Two things make a Spoon record great. Second of these is Britt Daniel’s songwriting, which is generally full of great hooks, both lyrical and musical. Songs like “Sister Jack”, “Don’t Make Me a Target,” and “You Got Your Cherry Bomb” don’t need any bullshit to make them solid, they just stand on their own. But the first thing that’s great about this band is drummer Jim Eno’s impeccable talent, a timekeeper with this mysterious groove who always seems just a whisker behind the beat, lending an immediacy to the songs. Those drums have also been remarkably well-recorded, such that I can visualize the stick cracking the head with every midtempo beat. Unfortunately the band screws up both of these factors on their latest release, Transference.

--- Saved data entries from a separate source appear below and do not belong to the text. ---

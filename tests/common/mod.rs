#![allow(dead_code)]

use async_trait::async_trait;
use calboard::error::{StoreError, StoreResult};
use calboard::model::{Event, EventPatch, EventTime, Priority};
use calboard::store::EventStore;
use calboard::sync::EventSurface;
use std::sync::{Arc, Mutex};

#[derive(Debug, Clone, PartialEq, Eq)]
pub enum Call {
    List,
    Create(String),
    Update(String, EventPatch),
    Delete(String),
}

/// In-memory store that records every call and can be told to fail.
#[derive(Default)]
pub struct RecordingStore {
    pub events: Mutex<Vec<Event>>,
    pub calls: Mutex<Vec<Call>>,
    pub fail_list: Mutex<bool>,
    pub fail_writes: Mutex<bool>,
}

impl RecordingStore {
    pub fn with_events(events: Vec<Event>) -> Arc<Self> {
        Arc::new(Self {
            events: Mutex::new(events),
            ..Self::default()
        })
    }

    pub fn calls(&self) -> Vec<Call> {
        self.calls.lock().unwrap().clone()
    }

    pub fn set_fail_list(&self, fail: bool) {
        *self.fail_list.lock().unwrap() = fail;
    }

    pub fn set_fail_writes(&self, fail: bool) {
        *self.fail_writes.lock().unwrap() = fail;
    }

    fn record(&self, call: Call) {
        self.calls.lock().unwrap().push(call);
    }

    fn check_writes(&self) -> StoreResult<()> {
        if *self.fail_writes.lock().unwrap() {
            return Err(StoreError::transport("backend unavailable"));
        }
        Ok(())
    }
}

#[async_trait]
impl EventStore for RecordingStore {
    async fn list(&self) -> StoreResult<Vec<Event>> {
        self.record(Call::List);
        if *self.fail_list.lock().unwrap() {
            return Err(StoreError::transport("connection refused"));
        }
        Ok(self.events.lock().unwrap().clone())
    }

    async fn create(&self, event: &Event) -> StoreResult<Event> {
        self.record(Call::Create(event.id.clone()));
        self.check_writes()?;
        self.events.lock().unwrap().push(event.clone());
        Ok(event.clone())
    }

    async fn update(&self, id: &str, patch: &EventPatch) -> StoreResult<Event> {
        self.record(Call::Update(id.to_string(), patch.clone()));
        self.check_writes()?;
        let mut events = self.events.lock().unwrap();
        let event = events
            .iter_mut()
            .find(|e| e.id == id)
            .ok_or_else(|| StoreError::transport(format!("event `{id}` not found")))?;
        event.apply_patch(patch);
        Ok(event.clone())
    }

    async fn delete(&self, id: &str) -> StoreResult<Event> {
        self.record(Call::Delete(id.to_string()));
        self.check_writes()?;
        let mut events = self.events.lock().unwrap();
        let pos = events
            .iter()
            .position(|e| e.id == id)
            .ok_or_else(|| StoreError::transport(format!("event `{id}` not found")))?;
        Ok(events.remove(pos))
    }
}

/// Surface that keeps every list it was handed.
#[derive(Clone, Default)]
pub struct CapturingSurface {
    pub renders: Arc<Mutex<Vec<Vec<Event>>>>,
}

impl CapturingSurface {
    pub fn last_ids(&self) -> Option<Vec<String>> {
        self.renders
            .lock()
            .unwrap()
            .last()
            .map(|events| events.iter().map(|e| e.id.clone()).collect())
    }

    pub fn render_count(&self) -> usize {
        self.renders.lock().unwrap().len()
    }
}

impl EventSurface for CapturingSurface {
    fn events_changed(&self, events: &[Event]) {
        self.renders.lock().unwrap().push(events.to_vec());
    }
}

pub fn day(y: i32, m: u32, d: u32) -> EventTime {
    EventTime::date(y, m, d).unwrap()
}

/// A(2024-01-10, Low) with id "1", B(2024-01-05, High) with id "2".
pub fn scenario_events() -> Vec<Event> {
    vec![
        Event::new("1", "A", day(2024, 1, 10)),
        Event::new("2", "B", day(2024, 1, 5)).with_priority(Priority::High),
    ]
}

pub fn ids(events: &[&Event]) -> Vec<String> {
    events.iter().map(|e| e.id.clone()).collect()
}
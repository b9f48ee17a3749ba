use crate::model::SortBy;
use directories::ProjectDirs;
use serde::{Deserialize, Serialize};
use std::env;
use std::fs;
use std::path::PathBuf;
use thiserror::Error;

pub const API_URL_ENV: &str = "CALBOARD_API_URL";
/// Points every config/data/cache path at one directory (tests, portable installs).
pub const BASE_DIR_ENV: &str = "CALBOARD_TEST_DIR";
pub const DEFAULT_API_URL: &str = "http://localhost:3001";
const DB_FILE_NAME: &str = "calboard.sqlite3";

#[derive(Debug, Error)]
pub enum ConfigError {
    #[error("failed to read config `{}`: {source}", path.display())]
    Io {
        path: PathBuf,
        source: std::io::Error,
    },
    #[error("invalid config: {0}")]
    Parse(#[from] toml::de::Error),
    #[error("no platform data directory available; set `db_path` explicitly")]
    NoDataDir,
}

#[derive(Debug, Clone, Copy, PartialEq, Eq, Default, Serialize, Deserialize)]
#[serde(rename_all = "lowercase")]
pub enum Backend {
    #[default]
    Http,
    Sqlite,
}

/// Resolved store selection, handed to `store::connect`.
#[derive(Debug, Clone, PartialEq, Eq)]
pub enum StoreConfig {
    Http { base_url: String },
    Sqlite { path: PathBuf },
    SqliteInMemory,
}

#[derive(Debug, Clone, PartialEq, Serialize, Deserialize)]
#[serde(default)]
pub struct Config {
    pub backend: Backend,
    pub api_url: String,
    pub db_path: Option<PathBuf>,
    pub cache_dir: Option<PathBuf>,
    pub log_level: String,
    pub sort_by: SortBy,
}

impl Default for Config {
    fn default() -> Self {
        Self {
            backend: Backend::Http,
            api_url: DEFAULT_API_URL.to_string(),
            db_path: None,
            cache_dir: None,
            log_level: crate::logging::default_log_level().to_string(),
            sort_by: SortBy::ByDate,
        }
    }
}

fn project_dirs() -> Option<ProjectDirs> {
    ProjectDirs::from("com", "calboard", "calboard")
}

fn base_dir_override() -> Option<PathBuf> {
    env::var_os(BASE_DIR_ENV)
        .filter(|v| !v.is_empty())
        .map(PathBuf::from)
}

impl Config {
    pub fn get_path() -> Option<PathBuf> {
        if let Some(base) = base_dir_override() {
            return Some(base.join("config.toml"));
        }
        project_dirs().map(|p| p.config_dir().join("config.toml"))
    }

    pub fn data_dir() -> Option<PathBuf> {
        if let Some(base) = base_dir_override() {
            return Some(base.join("data"));
        }
        project_dirs().map(|p| p.data_dir().to_path_buf())
    }

    pub fn default_cache_dir() -> Option<PathBuf> {
        if let Some(base) = base_dir_override() {
            return Some(base.join("cache"));
        }
        project_dirs().map(|p| p.cache_dir().to_path_buf())
    }

    /// Loads the config file if there is one, then applies environment overrides.
    pub fn load() -> Result<Self, ConfigError> {
        let mut config = match Self::get_path() {
            Some(path) if path.exists() => {
                let raw = fs::read_to_string(&path).map_err(|source| ConfigError::Io {
                    path: path.clone(),
                    source,
                })?;
                Self::from_toml_str(&raw)?
            }
            _ => Self::default(),
        };
        config.apply_env_overrides();
        Ok(config)
    }

    pub fn from_toml_str(raw: &str) -> Result<Self, ConfigError> {
        Ok(toml::from_str(raw)?)
    }

    pub fn apply_env_overrides(&mut self) {
        if let Ok(url) = env::var(API_URL_ENV)
            && !url.trim().is_empty()
        {
            self.api_url = url.trim().to_string();
        }
    }

    pub fn store_config(&self) -> Result<StoreConfig, ConfigError> {
        match self.backend {
            Backend::Http => Ok(StoreConfig::Http {
                base_url: self.api_url.clone(),
            }),
            Backend::Sqlite => {
                let path = match &self.db_path {
                    Some(p) => p.clone(),
                    None => Self::data_dir().ok_or(ConfigError::NoDataDir)?.join(DB_FILE_NAME),
                };
                Ok(StoreConfig::Sqlite { path })
            }
        }
    }

    pub fn resolved_cache_dir(&self) -> Option<PathBuf> {
        self.cache_dir.clone().or_else(Self::default_cache_dir)
    }

    pub fn log_dir() -> Option<PathBuf> {
        Self::data_dir().map(|d| d.join("logs"))
    }
}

The LP starts off with a grooveless dirge, “Before Destruction”, which displays the raw aesthetic sought on the record as a whole. I’m okay with somewhat lo-fi recording, hell I love classic Guided by Voices, but when a band at Spoon’s level of professionalism adopts it, the statement is a little concerning. The following tune, “Is Love Forever?”, has a decent groove, lyrically and musically. Unfortunately there’s an unnerving phased drum snap which reeks too much of gimmicky David-Fridman/Flaming Lips bullshit, when the washed, echoed vocal track kicks in, my fears are realized: these guys are trying to make an Indie/Artie record rather than a Rock record. “Mystery Zone” comes next with a decent, B-grade Spoon groove that’s making me question my doubts. Maybe this record will turn around? No, because “Who Makes Your Money” starts with a phased keyboard riff that could have carried the tune if it weren’t all fucked with, then the chorus comes in with more of that same echoey phasey shit. Nice bass line in there, though. The final cut on side A (yeah, I got this on vinyl, so for 20 clams I'm entitled to an opinion), “Written in Reverse,” gives a little taste of that Spoon groove I was looking for, with a heartfelt vocal, nice little harmony touches, and a killer bridge leading to a decent breakdown, false stop, and wrapup. Okay Britt, whatcha got for side 2?

“I Saw the Light” kicks it off in good style, a slow burner with nice build and song dynamics. This ‘raw’ production is starting to annoy me though, as I seem to be hearing a bit too much clipped distortion. C’mon boys, you’re too good to follow along with the distorto production trend! Just when it sounds really crap, they shift into a nice drawn out march to the finish, but unfortunately the breakdown/solo at the end is a phasey minute of “brum, brum, brum, brum” followed by a crazy distorted (er, digitally clipped) “bumbumbumbumbum…” that thankfully just ends to stop the song. Stop it now! But as they say on late night TV, There’s More! “Trouble Comes Running,” a Faces-style rocker, sounds absolutely atrocious, all tinny and clipped. What’s worse, this has the best vocal hook and harmony so far on the record. These guys are starting to remind me of the smart girl who acts like an idiot bimbo to impress the boys. You’re too good for this shit! Stop, please! And stop they do, only to shift into full piano ballad mode on “Goodnight Laura.” The sound isn’t bad, but the song is pretty much a ripoff of “Golden Slumber” from Abbey Road. “Out Go the Lights” comes back in with one of those great-sounding hanging snare grooves, a typical mid-tempo Spoon tune. Nice sound on this one, they must have recorded it on a good day, or before they heard the latest Flaming Lips record. The little echoey touches are nice and not overdone here, which makes me admire how post YHF Wilco has been able to integrate the ubiquitous laptop blips without them talking over. Boom bap, Boom bap; in kicks “Got Nuffin”, the leaked singleish money track. Nice rocker there with a well-used phased guitar lead and tinkly key accents. The record finishes with “Nobody Gets Me But You”, another marching song, with that fucked-up distorto drum sound and another nice bassline.

Conclusion: it’s great they picked up a consistent bass man, whose prominence is welcome. Obviously I can’t stand the distorted production crap, and given that this is the first record they have produced themselves, the blame all falls in their lap. After so many great records, I guess I expected more from these guys. Still, it’s a Spoon record, not Tapes n’ Tapes, so even their crap gets 3.5 stars.